We have made a limited number of exports and that has facilitated us meeting the demand Joe mentioned in South in pulp and paper, in South America. But we haven't been a major player in the export market.

Andrew Cash - UBS Investment Bank

Okay. Now I heard you, at the early part of the call, you mentioned bleach was up 50%. Was that sales or was that volume?

John Fischer

Bleach is up from 2 years ago, 50%. And that is volume.

Joe Rupp

Right. First quarter.

John Fischer

That's the first quarter versus first quarter comparison, Andy.

Andrew Cash - UBS Investment Bank

2 years, ago. Okay. And then a couple of financial items. Your SG&A, I heard you had the few reasons that was up. What kind of an ongoing run rate we should pencil in for the future quarters?

John Fischer

I'm not -- we've not provided guidance specifically on SG&A. We do talk -- provide guidance as it relates to the corporate and other line. And that's a number that if you were to look at somewhere in the $60 million to $65 million a year range, is a good number to use.

Andrew Cash - UBS Investment Bank

Okay. And then just to make sure I'm on the right basis here backing out the gain using your 36%, 37% full year tax rate, the first quarter should -- would have been around $0.31?

John Fischer

I think that's a good calculation.

Andrew Cash - UBS Investment Bank

Okay. And then the $30 million savings that you're talking about over in Winchester, is that -- how would you characterize that? Is that mostly a labor savings or a tax savings? What's...

John Fischer

It's labor savings, Andy.

Andrew Cash - UBS Investment Bank

It's mostly labor?

Joe Rupp

Yes.

Andrew Cash - UBS Investment Bank

And then just finally, you characterized the backlog for military and commercial. Do you have some numbers you can put around that?

John Fischer

We do not at this time, no.

Andrew Cash - UBS Investment Bank

Okay. That's it.

Operator

Our next question comes from Gregg Goodnight from UBS.

Gregg Goodnight - UBS

Just had 1 additional follow-up. Your energy cost, your energy unit cost on a year-over-year basis, up, down? Do you have a number you could give me?

Joe Rupp

Energy costs were favorable year-over-year comparisons.

Gregg Goodnight - UBS

Okay. So energy cost were down?

Joe Rupp

Yes.

Gregg Goodnight - UBS

By what percentages?

Joe Rupp

We haven't given those numbers out before, but it was not a huge change.

Gregg Goodnight - UBS

Okay. That's all I have.

Operator

Our next question comes from Richard O'Reilly from Standard & Poor's.

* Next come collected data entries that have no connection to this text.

use crate::actor::ActorClient;
use crate::api::commit_stream::RaftCommitStream;
use crate::api::event_bus::{ClusterState, RaftEventListener};
use crate::api::membership::{self, LeadershipTransferError, MembershipChangeError};
use crate::api::replicated_log::ReplicatedLog;
use crate::api::types::RaftMemberInfo;
use crate::replica;
use crate::rpc::RpcServer;
use std::io;

/// RaftClient is the application's handle on one raft member. The member keeps running until
/// the client and every `ReplicatedLog` cloned from it are dropped.
pub struct RaftClient {
    pub(super) my_replica_id: String,
    pub(super) replicated_log: ReplicatedLog,
    pub(super) commit_stream: Option<RaftCommitStream>,
    pub(super) event_listener: RaftEventListener,
    pub(super) actor_client: ActorClient,
    pub(super) rpc_server: RpcServer,
}

impl RaftClient {
    pub fn replica_id(&self) -> &str {
        &self.my_replica_id
    }

    pub fn replicated_log(&self) -> ReplicatedLog {
        self.replicated_log.clone()
    }

    /// The commit stream has a single consumer. Returns None after the first call.
    pub fn take_commit_stream(&mut self) -> Option<RaftCommitStream> {
        self.commit_stream.take()
    }

    pub fn event_listener(&self) -> RaftEventListener {
        self.event_listener.clone()
    }

    pub fn cluster_state(&self) -> ClusterState {
        self.event_listener.cluster_state()
    }

    /// The inbound side of this member's raft RPCs, for the transport to deliver requests to.
    pub fn rpc_server(&self) -> RpcServer {
        self.rpc_server.clone()
    }

    pub async fn raft_state(&self) -> Result<RaftState, ReplicaExited> {
        self.actor_client
            .raft_state()
            .await
            .map(RaftState::from)
            .map_err(|_| ReplicaExited)
    }

    /// Captures a snapshot at the last applied entry and compacts the log behind it.
    pub async fn take_snapshot(&self) -> Result<SnapshotInfo, SnapshotError> {
        self.actor_client
            .take_snapshot()
            .await
            .map(|output| SnapshotInfo {
                last_included_term: output.last_included_term.as_u64(),
                last_included_index: output.last_included_index.as_u64(),
            })
            .map_err(SnapshotError::from)
    }

    /// Adds a member. A voting member joins as non-voting first and is promoted once it has
    /// caught up with the leader. Returns the membership after the change committed.
    pub async fn add_server(&self, member: RaftMemberInfo) -> Result<Vec<RaftMemberInfo>, MembershipChangeError> {
        self.change_membership(replica::MembershipChange::AddServer(member.into()))
            .await
    }

    /// Removes a member. Removing the leader itself makes it step down once the change commits.
    pub async fn remove_server(&self, replica_id: &str) -> Result<Vec<RaftMemberInfo>, MembershipChangeError> {
        self.change_membership(replica::MembershipChange::RemoveServer(replica::ReplicaId::new(
            replica_id,
        )))
        .await
    }

    /// Sets the voting flag of existing members, all in one configuration entry.
    pub async fn change_servers_voting_status(
        &self,
        members: Vec<RaftMemberInfo>,
    ) -> Result<Vec<RaftMemberInfo>, MembershipChangeError> {
        let members = members.into_iter().map(replica::ReplicaMetadata::from).collect();
        self.change_membership(replica::MembershipChange::ChangeVotingStatus(members))
            .await
    }

    async fn change_membership(
        &self,
        change: replica::MembershipChange,
    ) -> Result<Vec<RaftMemberInfo>, MembershipChangeError> {
        self.actor_client
            .change_membership(change)
            .await
            .map(|output| membership::members_from(output.members))
            .map_err(MembershipChangeError::from)
    }

    /// Hands leadership to `target`, or to the most caught-up voting member if None. Client
    /// appends are refused with `NoLeader` until the transfer finishes.
    pub async fn transfer_leadership(&self, target: Option<&str>) -> Result<(), LeadershipTransferError> {
        self.actor_client
            .transfer_leadership(target.map(replica::ReplicaId::new))
            .await
            .map_err(LeadershipTransferError::from)
    }
}

#[derive(Debug, thiserror::Error)]
#[error("Replica task has exited")]
pub struct ReplicaExited;

/// Point-in-time view of a member's raft bookkeeping. Indexes and terms of 0 mean "none".
#[derive(Clone, Debug)]
pub struct RaftState {
    pub replica_id: String,
    pub current_term: u64,
    pub voted_for: Option<String>,
    pub cluster_state: ClusterState,
    pub commit_index: u64,
    pub last_applied_index: u64,
    pub last_log_index: u64,
    pub last_log_term: u64,
    pub snapshot_index: u64,
    pub snapshot_term: u64,
    pub retained_entries: u64,
    /// Membership in effect on this member, which may include an uncommitted change.
    pub members: Vec<RaftMemberInfo>,
    /// Set after the state machine rejected an entry. Nothing is applied past it.
    pub apply_halted: bool,
}

#[derive(Clone, Debug, Eq, PartialEq)]
pub struct SnapshotInfo {
    pub last_included_term: u64,
    pub last_included_index: u64,
}

#[derive(Debug, thiserror::Error)]
pub enum SnapshotError {
    #[error("Nothing has been applied yet")]
    NothingApplied,
    #[error("Snapshot capture failed: {0:?}")]
    LocalIoError(io::Error),
    #[error("Replica task has exited")]
    ReplicaExited,
}

// ------- Conversions --------

impl From<replica::RaftStateReport> for RaftState {
    fn from(report: replica::RaftStateReport) -> Self {
        let replica_id = report.replica_id.into_inner();
        let (last_log_term, last_log_index) = term_and_index(report.last_log_entry);
        let (snapshot_term, snapshot_index) = term_and_index(report.snapshot_point);

        RaftState {
            cluster_state: ClusterState::new(report.election_state, &replica_id),
            replica_id,
            current_term: report.current_term.as_u64(),
            voted_for: report.voted_for.map(|id| id.into_inner()),
            commit_index: report.commit_index.map(|i| i.as_u64()).unwrap_or(0),
            last_applied_index: report.last_applied.map(|i| i.as_u64()).unwrap_or(0),
            last_log_index,
            last_log_term,
            snapshot_index,
            snapshot_term,
            retained_entries: report.retained_entries,
            members: membership::members_from(report.members),
            apply_halted: report.apply_halted,
        }
    }
}

fn term_and_index(entry: Option<(replica::Term, crate::commitlog::Index)>) -> (u64, u64) {
    entry
        .map(|(term, index)| (term.as_u64(), index.as_u64()))
        .unwrap_or((0, 0))
}

impl From<replica::TakeSnapshotError> for SnapshotError {
    fn from(internal_error: replica::TakeSnapshotError) -> Self {
        match internal_error {
            replica::TakeSnapshotError::NothingApplied => SnapshotError::NothingApplied,
            replica::TakeSnapshotError::LocalIoError(e) => SnapshotError::LocalIoError(e),
            replica::TakeSnapshotError::ActorExited => SnapshotError::ReplicaExited,
        }
    }
}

Richard O'Reilly - S&P Equity Research

Joe, in your opening comments, you talked about for the Chlorine business -- Chlor Alkali business having the highest-level EBITDA since 1999. I don't know what that number is, but you earned $328 million for the segment a couple of years ago. I mean, are you directing us to something greater than that in 2011?

John Fischer

The comment was designed at the Olin Corp. level, which includes Winchester, and that includes the corporate and other costs.

Joe Rupp

And what we're saying is it's the opportunity to have that.

John Fischer

And the highest level that we saw since then was in 2008.

Gregg Goodnight - UBS

Okay. Fine. Okay. That's it then.

Operator

This concludes our question-and-answer session. I would like to turn the conference back over to Mr. Rupp for any closing remarks he may have.

Joe Rupp

Thank you for joining us today, and we look forward to speaking with you in July, when we announce the results of our second quarter. Thank you.

Operator

The conference is now concluded. Thank you for attending today's presentation. You may now disconnect.